* [To do]: Look through the records that follow. Copy every line containing the word "match".

* [Raw data]:

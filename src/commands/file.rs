use async_trait::async_trait;
use std::path::Path;

use super::{Command, CommandContext, CommandResult};
use crate::files;

pub struct LoadCommand;

#[async_trait]
impl Command for LoadCommand {
    fn name(&self) -> &str {
        "/load"
    }

    fn usage(&self) -> &str {
        "<path>"
    }

    fn description(&self) -> &str {
        "replace the source with a file's contents"
    }

    async fn execute(&self, ctx: &CommandContext<'_>, args: &str) -> CommandResult {
        if args.is_empty() {
            println!("  usage: /load <path>");
            return CommandResult::Handled;
        }
        match files::load_into(ctx.session, Path::new(args)).await {
            Ok(bytes) => println!("  ✓ loaded {args} ({bytes} bytes)"),
            Err(e) => eprintln!("  ✗ {e:#}"),
        }
        CommandResult::Handled
    }
}

pub struct SaveCommand;

#[async_trait]
impl Command for SaveCommand {
    fn name(&self) -> &str {
        "/save"
    }

    fn usage(&self) -> &str {
        "[name]"
    }

    fn description(&self) -> &str {
        "write the source to a file (default code.txt)"
    }

    async fn execute(&self, ctx: &CommandContext<'_>, args: &str) -> CommandResult {
        match files::save_from(ctx.session, args).await {
            Ok(path) => println!("  ✓ saved to {}", path.display()),
            Err(e) => eprintln!("  ✗ {e:#}"),
        }
        CommandResult::Handled
    }
}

* [Worked solution]:
        match files::load_into(ctx.session, Path::new(args)).await {
        match files::save_from(ctx.session, args).await {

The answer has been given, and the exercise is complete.